The essence of the movie: A glowing cube of enormous power, known as the Tesseract, is being studied by a scientist (Stellan Skarsgaard) in a massive underground bunker. His work is being overseen by the remarkably well-funded defense organization SHIELD and its inscrutable leader, the eyepatched Nick Fury (Samuel L. Jackson). Meanwhile, on the other side of the universe, the dark and vengeful Loki (Tom Hiddleston) takes on the assignment of coming to Earth to start a war that will lead to his rule over the planet.
When the supervillainous trickster succeeds in stealing the Tesseract, Fury and SHIELD work to assemble a team of heroes to battle him. Since they are a disparate band of individuals -- all with their own morals, ethics, boundaries and personal issues -- they must learn (and quickly) how to put personal grievances aside and stop the evil that is about to drop (quite literally) out of the clear blue sky.
Like I said, there's a lot happening here.
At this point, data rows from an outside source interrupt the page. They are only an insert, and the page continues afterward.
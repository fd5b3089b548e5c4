//! goup server binary.
//!
//! Serves a directory as browsable HTML listings, streams files with
//! conditional GET support and accepts multipart uploads. The same router is
//! exposed either on a plain HTTP listener or as a FastCGI responder.

mod config;
mod error;
mod etag;
mod fastcgi;
mod files;
mod http;
mod listing;
mod logging;
mod routes;
mod sort;
mod storage;
mod upload;

use clap::Parser;
use shadow_rs::shadow;
use std::net::SocketAddr;
use std::sync::Arc;
use tracing::{error, info};

use crate::config::{Args, Mode, UPLOAD_ENV};
use crate::fastcgi::Listener;

shadow!(build);

/// Starts the server in the configured transport mode and runs until it fails.
#[tokio::main]
async fn main() -> Result<(), Box<dyn std::error::Error>> {
    let args = Args::parse();
    logging::init_logging(args.verbose);

    let upload_env = std::env::var(UPLOAD_ENV).ok();
    let config = Arc::new(args.server_config(upload_env.as_deref()));
    info!(
        mode = %args.mode,
        addr = %args.addr,
        dir = %config.root.display(),
        upload = config.upload_enabled,
        verbose = args.verbose,
        "settings"
    );

    let mode = args.mode.parse::<Mode>().inspect_err(|err| error!("{err}"))?;
    let app = http::with_tracing(routes::build_router(config));

    match mode {
        Mode::Http => {
            info!("Starting HTTP server at {}", args.addr);
            axum_server::bind(args.addr)
                .serve(app.into_make_service_with_connect_info::<SocketAddr>())
                .await
                .inspect_err(|err| error!(addr = %args.addr, error = %err, "http server failed"))?;
        }
        Mode::Fcgi => {
            let listener = Listener::from_stdin()
                .inspect_err(|err| error!(error = %err, "cannot take over FastCGI socket"))?;
            fastcgi::serve(listener, app).await?;
        }
    }

    Ok(())
}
Thankfully, the screenplay, written by the movie's director Joss Whedon (from a story credited to Whedon and Zak Penn), knows when to let moments between characters develop organically without seeming like mere time-marking between the action set pieces, which are all impressively rendered (even if they are also just a bit overstuffed).
Plus, the movie manages to evade a pothole of having the story end up dominated by one of its numerous characters -- specifically, Robert Downey, Jr.'s Tony Stark/Iron Man. Downey's had the most success with his solo films (it was the first "Iron Man" movie that kicked off Marvel's master plan, after all), but while he brings his typically crowd-pleasing presence, this is a stronger ensemble piece than one might initially suspect. Among the other Avengers, Chris Evans gives a genuinely good performance here (better, in fact, than anything I've ever seen him do before) as Steve Rogers/Captain America and Mark Ruffalo -- debuting his version of a character previously assayed in two different feature films by two different actors -- brings the painfully married aches of loneliness and regret to his Bruce Banner/Hulk. Hiddleston is also a highlight; his Loki is a multi-layered presence, fearsome and powerful at times, but often riddled with neuroses.
"The Avengers" is a summer spectacle of the highest order; it's the first of 2012's blockbuster movies to be as much fun as it ought to be. Here's hoping it won't be the only one. Three and a half stars (out of four).
Content advisory: "The Avengers" is rated PG-13, and as a PG-13-rated summer blockbuster, there are certain requirements to meet -- so "The Avengers" pretty much touches 'em all. There's lots of large-scale, non-gory action and fight sequences with a heapin' helpin' of destruction (and occasionally, the good guys go ten rounds amongst themselves), plus there are some scary not-of-this-Earth bad guys with unusual and nasty weapons, and when Banner initially "Hulks out," he's ferocious and not particularly friendly. There is also a fairly nasty death featuring a recurring character.